These are not your grandparents’ traditional folk tunes. Bewitched and distorted, the Bridge City Sinners take pre-war American traditionals, songs about cats, and original tunes in the direction towards the soul of a punk rocker.
Lead singer Libby Lux and upright bass player Scott Michaud infrequently started playing music together on the streets of Portland, Oregon over six years ago. They would meet up without rehearsal nor a plan with other various street musicians to sing and yell at passer byers. Years before that, on their separate journeys, they traveled, hitch-hiked, and howled at the moon across the United States, Canada, and Mexico. In hobo fashion, they earned what they’d eat and roofs over their heads by the papers and coins tossed into their hat.

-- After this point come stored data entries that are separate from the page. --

pub mod log_config;

pub use log_config::{LogConfig, LogFormat, VALID_LEVELS};

use anyhow::Context;
use tracing_subscriber::{layer::SubscriberExt, util::SubscriberInitExt, EnvFilter};

/// 初始化日志系统
///
/// `RUST_LOG` 存在时优先于配置中的级别。
pub fn init_logging(config: &LogConfig) -> anyhow::Result<()> {
    let env_filter =
        EnvFilter::try_from_default_env().unwrap_or_else(|_| EnvFilter::new(&config.level));

    let registry = tracing_subscriber::registry().with(env_filter);

    match config.format {
        LogFormat::Json => {
            registry
                .with(tracing_subscriber::fmt::layer().json())
                .try_init()
                .context("初始化JSON日志格式失败")?;
        }
        LogFormat::Pretty => {
            registry
                .with(tracing_subscriber::fmt::layer().pretty())
                .try_init()
                .context("初始化Pretty日志格式失败")?;
        }
    }

    Ok(())
}
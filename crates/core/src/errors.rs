use thiserror::Error;

/// 调度器错误类型定义
#[derive(Debug, Error)]
pub enum SchedulerError {
    #[error("任务未找到: {name}")]
    TaskNotFound { name: String },

    #[error("任务已被调度: {name}")]
    TaskAlreadyScheduled { name: String },

    #[error("无效参数: {0}")]
    InvalidArgument(String),

    #[error("非法状态: {0}")]
    Logic(String),

    #[error("{0}")]
    Transport(String),

    #[error("{0}")]
    UndefinedRunner(String),

    #[error("未找到调度策略: {policy}")]
    PolicyNotFound { policy: String },

    #[error("无效的调度表达式: {expr} - {message}")]
    InvalidExpression { expr: String, message: String },

    #[error("序列化错误: {0}")]
    Serialization(String),

    #[error("配置错误: {0}")]
    Configuration(String),

    #[error("任务执行错误: {0}")]
    TaskExecution(String),

    #[error("锁错误: {0}")]
    Lock(String),
}

impl SchedulerError {
    pub fn task_not_found(name: impl Into<String>) -> Self {
        Self::TaskNotFound { name: name.into() }
    }

    pub fn already_scheduled(name: impl Into<String>) -> Self {
        Self::TaskAlreadyScheduled { name: name.into() }
    }

    pub fn transport(message: impl Into<String>) -> Self {
        Self::Transport(message.into())
    }

    /// 存储层错误统一转换为传输错误，保留原始信息
    pub fn from_backend(error: impl std::fmt::Display) -> Self {
        Self::Transport(error.to_string())
    }

    pub fn is_not_found(&self) -> bool {
        matches!(self, Self::TaskNotFound { .. })
    }
}

impl From<serde_json::Error> for SchedulerError {
    fn from(error: serde_json::Error) -> Self {
        Self::Serialization(error.to_string())
    }
}

/// 统一的Result类型
pub type SchedulerResult<T> = std::result::Result<T, SchedulerError>;
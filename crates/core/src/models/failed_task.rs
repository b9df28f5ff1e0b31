use chrono::{DateTime, Utc};
use serde::{Deserialize, Serialize};

use crate::models::task::{NamedTask, Task};

/// 执行失败的任务记录，创建后不再修改
#[derive(Debug, Clone, Serialize, Deserialize, PartialEq)]
pub struct FailedTask {
    name: String,
    task: Task,
    reason: String,
    failed_at: DateTime<Utc>,
}

impl FailedTask {
    pub fn new(task: Task, reason: impl Into<String>) -> Self {
        Self {
            name: format!("{}.failed", task.name()),
            task,
            reason: reason.into(),
            failed_at: Utc::now(),
        }
    }

    pub fn task(&self) -> &Task {
        &self.task
    }

    pub fn into_task(self) -> Task {
        self.task
    }

    pub fn reason(&self) -> &str {
        &self.reason
    }

    pub fn failed_at(&self) -> DateTime<Utc> {
        self.failed_at
    }
}

impl NamedTask for FailedTask {
    fn name(&self) -> &str {
        &self.name
    }
}
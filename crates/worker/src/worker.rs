use std::any::Any;
use std::panic::AssertUnwindSafe;
use std::sync::atomic::{AtomicBool, Ordering};
use std::sync::{Arc, Mutex, MutexGuard, PoisonError};
use std::time::Duration;

use chrono::{DateTime, Timelike, Utc};
use futures::stream::{self, StreamExt};
use futures::FutureExt;
use tokio::sync::Notify;
use tokio::task::JoinHandle;
use tracing::{debug, error, info, warn};

use cadence_core::{
    traits::{
        Clock, EventDispatcher, LockStore, Runner, SignalStore, SystemClock, STOP_NEXT_TASK_KEY,
    },
    ExecutionState, FailedTask, Output, SchedulerError, SchedulerEvent, SchedulerResult, Task,
    TaskList,
};
use cadence_dispatcher::{SchedulePolicyOrchestrator, Scheduler};

use crate::configuration::WorkerConfiguration;
use crate::runners::RunnerRegistry;
use crate::signal::wait_for_signal;
use crate::tracker::TaskExecutionTracker;

pub const DEFAULT_WORKER_NAME: &str = "worker";

struct WorkerState {
    configuration: WorkerConfiguration,
    failed_tasks: TaskList<FailedTask>,
    failure_count: usize,
    started_at: DateTime<Utc>,
}

impl WorkerState {
    fn new(configuration: WorkerConfiguration, started_at: DateTime<Utc>) -> Self {
        Self {
            configuration,
            failed_tasks: TaskList::new(),
            failure_count: 0,
            started_at,
        }
    }
}

/// 任务执行器
///
/// 每次 [`Worker::execute`] 取一批到期任务，按调度策略排序后逐个（或有界并发地）
/// 加锁执行，直到停止条件满足；开启 `sleep_until_next_minute` 时每批之间休眠到下一分钟。
///
/// 内部状态由短临界区的互斥锁保护，`Arc<Worker>` 可以在 `execute` 运行期间
/// 从其它任务调用 [`Worker::stop`]。
pub struct Worker {
    name: String,
    scheduler: Arc<Scheduler>,
    runners: RunnerRegistry,
    tracker: TaskExecutionTracker,
    orchestrator: Arc<SchedulePolicyOrchestrator>,
    lock_store: Arc<dyn LockStore>,
    signal_store: Option<Arc<dyn SignalStore>>,
    event_dispatcher: Option<Arc<dyn EventDispatcher>>,
    clock: Arc<dyn Clock>,
    state: Mutex<WorkerState>,
    signal_received: Arc<AtomicBool>,
    wake: Arc<Notify>,
}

Through their years of wandering, they were able to pick up a rich catalog of songs passed through the traveling / busking community. In 2012, their mutual best friend and lead singer of folk-punk band Profane Sass, passed away when he fell off a train in Pittsburg, Pennsylvania. In a way the Bridge City Sinners are a homage to keep his spirit alive and continue passing along the music they all sang together on the streets, hidden in trains, and in living rooms across the continent.
Buckling down in the 2016, the Bridge City Sinners were formed. Adding two fellow travelers on washboard and guitar (Pitch Goose & Ben Barnes), a banjo sweet heart from West Virginia (Hunter Rukstad), and an elementary school music teacher on the clarinet (Ryan Duff). They blend their six voices into a mosaic of edgy harmonies and fervent joyfulness. They now have jobs; they now have stable living quarters. Their line up consist of steady solid players and touring has begun throughout the Pacific Northwest, Westcoast, and beyond.